C. Soziale Kategorien
Soziale Kategorien seien effizient, weil diese Orientierung im Alltag liefern, so Spülbeck. Sie definieren auch die eigene Identität. Hierbei sei zu beachten, dass es verschiedene Identitätskonstruktionen geben könne. Diese Art der Kategorie sei erfahrungsoffen. Das heißt, wenn man beispielsweise einen Fremden näher kennenlernt, könnten sich eigene Stereotypen auch ändern. Automatisch seien mehr Vorurteile vorhanden, wenn man wenig Erfahrungen mit anderen Typen habe.
D. Georg Simmel
Der deutsche Philosoph Georg Simmel (1858-1918) habe sich mit der Frage befasst, welche Rolle Fremde in der Gesellschaft hätten. Fremdheit sei etwas, das mit Mobilität zu tun habe. Der Fremde komme von irgendwo dazu und könne über einen längeren Zeitraum bleiben oder weiter ziehen. Der Fremde sei ein organisches Glied der Gruppe und jede Gesellschaft brauche Personen, die sie als fremd definieren könne, um ihre eigene Identität besser zu definieren und von den anderen zu trennen. Der Fremde sei auch der unabhängigere, denn er bewerte die Verhältnisse vorurteilsfreier und sei in seiner Aktion nicht durch Gewöhnung gebunden. Aus diesem Grund waren die Richter in den italienischen Städten immer zugereiste Juristen, so Dr. Spülbeck.
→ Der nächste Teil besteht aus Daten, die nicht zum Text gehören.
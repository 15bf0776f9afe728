use serde::{Deserialize, Serialize};
use strum::{EnumCount, EnumIter, IntoEnumIterator};

use std::collections::{BTreeSet, HashSet};
use std::fmt;
use std::str::FromStr;

use crate::error::Error;

#[derive(
    Debug,
    Copy,
    Clone,
    PartialEq,
    Eq,
    PartialOrd,
    Ord,
    Hash,
    Serialize,
    Deserialize,
    EnumCount,
    EnumIter,
)]
pub enum BarcodeFormat {
    Aztec,
    Codabar,
    Code39,
    Code93,
    Code128,
    DataBar,
    DataBarExpanded,
    DataMatrix,
    EAN8,
    EAN13,
    ITF,
    MaxiCode,
    PDF417,
    QRCode,
    UPCA,
    UPCE,
    MicroQRCode,
}

impl BarcodeFormat {
    pub fn len() -> usize {
        Self::COUNT
    }

    pub fn iter() -> impl Iterator<Item = Self> {
        <Self as IntoEnumIterator>::iter()
    }

    pub fn name(&self) -> &'static str {
        match self {
            BarcodeFormat::Aztec => "Aztec",
            BarcodeFormat::Codabar => "Codabar",
            BarcodeFormat::Code39 => "Code39",
            BarcodeFormat::Code93 => "Code93",
            BarcodeFormat::Code128 => "Code128",
            BarcodeFormat::DataBar => "DataBar",
            BarcodeFormat::DataBarExpanded => "DataBarExpanded",
            BarcodeFormat::DataMatrix => "DataMatrix",
            BarcodeFormat::EAN8 => "EAN-8",
            BarcodeFormat::EAN13 => "EAN-13",
            BarcodeFormat::ITF => "ITF",
            BarcodeFormat::MaxiCode => "MaxiCode",
            BarcodeFormat::PDF417 => "PDF417",
            BarcodeFormat::QRCode => "QRCode",
            BarcodeFormat::UPCA => "UPC-A",
            BarcodeFormat::UPCE => "UPC-E",
            BarcodeFormat::MicroQRCode => "MicroQRCode",
        }
    }

    /// One-dimensional (linear) symbologies.
    pub fn is_linear(&self) -> bool {
        matches!(
            self,
            BarcodeFormat::Codabar
                | BarcodeFormat::Code39
                | BarcodeFormat::Code93
                | BarcodeFormat::Code128
                | BarcodeFormat::DataBar
                | BarcodeFormat::DataBarExpanded
                | BarcodeFormat::EAN8
                | BarcodeFormat::EAN13
                | BarcodeFormat::ITF
                | BarcodeFormat::UPCA
                | BarcodeFormat::UPCE
        )
    }

    pub(crate) fn to_rxing(self) -> rxing::BarcodeFormat {
        match self {
            BarcodeFormat::Aztec => rxing::BarcodeFormat::AZTEC,
            BarcodeFormat::Codabar => rxing::BarcodeFormat::CODABAR,
            BarcodeFormat::Code39 => rxing::BarcodeFormat::CODE_39,
            BarcodeFormat::Code93 => rxing::BarcodeFormat::CODE_93,
            BarcodeFormat::Code128 => rxing::BarcodeFormat::CODE_128,
            BarcodeFormat::DataBar => rxing::BarcodeFormat::RSS_14,
            BarcodeFormat::DataBarExpanded => rxing::BarcodeFormat::RSS_EXPANDED,
            BarcodeFormat::DataMatrix => rxing::BarcodeFormat::DATA_MATRIX,
            BarcodeFormat::EAN8 => rxing::BarcodeFormat::EAN_8,
            BarcodeFormat::EAN13 => rxing::BarcodeFormat::EAN_13,
            BarcodeFormat::ITF => rxing::BarcodeFormat::ITF,
            BarcodeFormat::MaxiCode => rxing::BarcodeFormat::MAXICODE,
            BarcodeFormat::PDF417 => rxing::BarcodeFormat::PDF_417,
            BarcodeFormat::QRCode => rxing::BarcodeFormat::QR_CODE,
            BarcodeFormat::UPCA => rxing::BarcodeFormat::UPC_A,
            BarcodeFormat::UPCE => rxing::BarcodeFormat::UPC_E,
            BarcodeFormat::MicroQRCode => rxing::BarcodeFormat::MICRO_QR_CODE,
        }
    }

    pub(crate) fn from_rxing(format: &rxing::BarcodeFormat) -> Option<Self> {
        Self::iter().find(|f| f.to_rxing() == *format)
    }
}

impl fmt::Display for BarcodeFormat {
    fn fmt(&self, f: &mut fmt::Formatter<'_>) -> fmt::Result {
        f.write_str(self.name())
    }
}

fn normalize(s: &str) -> String {
    s.chars()
        .filter(|c| !matches!(c, '-' | '_' | ' '))
        .flat_map(char::to_lowercase)
        .collect()
}

impl TryFrom<&str> for BarcodeFormat {
    type Error = Error;

    fn try_from(s: &str) -> Result<Self, Self::Error> {
        let normalized = normalize(s);
        match normalized.as_str() {
            "rss14" => return Ok(BarcodeFormat::DataBar),
            "rssexpanded" => return Ok(BarcodeFormat::DataBarExpanded),
            _ => {}
        }
        Self::iter()
            .find(|f| normalize(f.name()) == normalized)
            .ok_or_else(|| Error::config(format!("not a valid barcode format: `{s}`")))
    }
}

impl FromStr for BarcodeFormat {
    type Err = Error;

    fn from_str(s: &str) -> Result<Self, Self::Err> {
        Self::try_from(s)
    }
}

/// A set of symbologies to restrict the search to. Empty means all of them.
#[derive(Debug, Clone, Default, PartialEq, Eq, Serialize, Deserialize)]
pub struct BarcodeFormats(BTreeSet<BarcodeFormat>);

impl BarcodeFormats {
    pub fn all() -> Self {
        Self::default()
    }

    pub fn linear() -> Self {
        BarcodeFormat::iter().filter(|f| f.is_linear()).collect()
    }

    pub fn matrix() -> Self {
        BarcodeFormat::iter().filter(|f| !f.is_linear()).collect()
    }

    pub fn is_empty(&self) -> bool {
        self.0.is_empty()
    }

    pub fn contains(&self, format: BarcodeFormat) -> bool {
        self.0.is_empty() || self.0.contains(&format)
    }

    pub fn insert(&mut self, format: BarcodeFormat) {
        self.0.insert(format);
    }

    pub fn iter(&self) -> impl Iterator<Item = BarcodeFormat> + '_ {
        self.0.iter().copied()
    }

    /// The engine's hint set, or `None` when every format is allowed.
    pub(crate) fn to_rxing(&self) -> Option<HashSet<rxing::BarcodeFormat>> {
        if self.0.is_empty() {
            return None;
        }
        Some(self.0.iter().map(|f| f.to_rxing()).collect())
    }
}

impl FromIterator<BarcodeFormat> for BarcodeFormats {
    fn from_iter<I: IntoIterator<Item = BarcodeFormat>>(iter: I) -> Self {
        BarcodeFormats(iter.into_iter().collect())
    }
}

impl FromStr for BarcodeFormats {
    type Err = Error;

    /// Parses a `,`, `|` or whitespace separated list of format names.
    fn from_str(s: &str) -> Result<Self, Self::Err> {
        let mut formats = BarcodeFormats::default();
        for token in s
            .split(|c: char| c == ',' || c == '|' || c.is_whitespace())
            .filter(|t| !t.is_empty())
        {
            match normalize(token).as_str() {
                "linearcodes" => formats.0.extend(Self::linear().0),
                "matrixcodes" => formats.0.extend(Self::matrix().0),
                _ => formats.insert(token.parse()?),
            }
        }
        Ok(formats)
    }
}

impl fmt::Display for BarcodeFormats {
    fn fmt(&self, f: &mut fmt::Formatter<'_>) -> fmt::Result {
        if self.0.is_empty() {
            return f.write_str("All");
        }
        for (i, format) in self.0.iter().enumerate() {
            if i > 0 {
                f.write_str("|")?;
            }
            f.write_str(format.name())?;
        }
        Ok(())
    }
}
Die Rolle des Fremden gebe uns die Möglichkeit Dinge anders zu sehen und zu tun, als wir es gewohnt seien. In dem Maß, in dem es gelinge, das Fremde fremd sein zu lassen und ihm zugleich einen sicheren Ort in unserer Gesellschaft zu geben, in dem Maß würden wir unsere Gesellschaft als eine stabile erleben. Menschen mit Problemen, anderen Neigungen oder anderen Ideen hätten meist das Problem sich zu outen, weil sie die Angst in sich trugen, von der Gesellschaft nicht akzeptiert zu werden. Je besser es einer Gesellschaft gelinge diese Außenseiter zu integrieren, desto sicherer fühle sie sich.
Fazit
Auf Grundlage der oben beschriebenen Inhalte ist Dr. Spülbeck zu dem Schluss gekommen, dass Vorurteile individuelle Versuche sind, eine klare Orientierung in einer diffusen Welt herzustellen. Deshalb müssten Vorurteile öffentlich ausgehandelt werden. Gesellschaftliche Diskurse über Vorurteile sollten ein akzeptierter Teil des öffentlichen Diskurses werden. Denn die Reduzierung von Vorurteilen sei möglich, wenn klare Orientierungen im öffentlichen Diskurs geliefert werden, so Dr. Spülbeck am Ende ihres Vortrags.
Gesellschaftliche Diskurse über Vorurteile definieren die Lebensqualität in einer Gesellschaft für alle.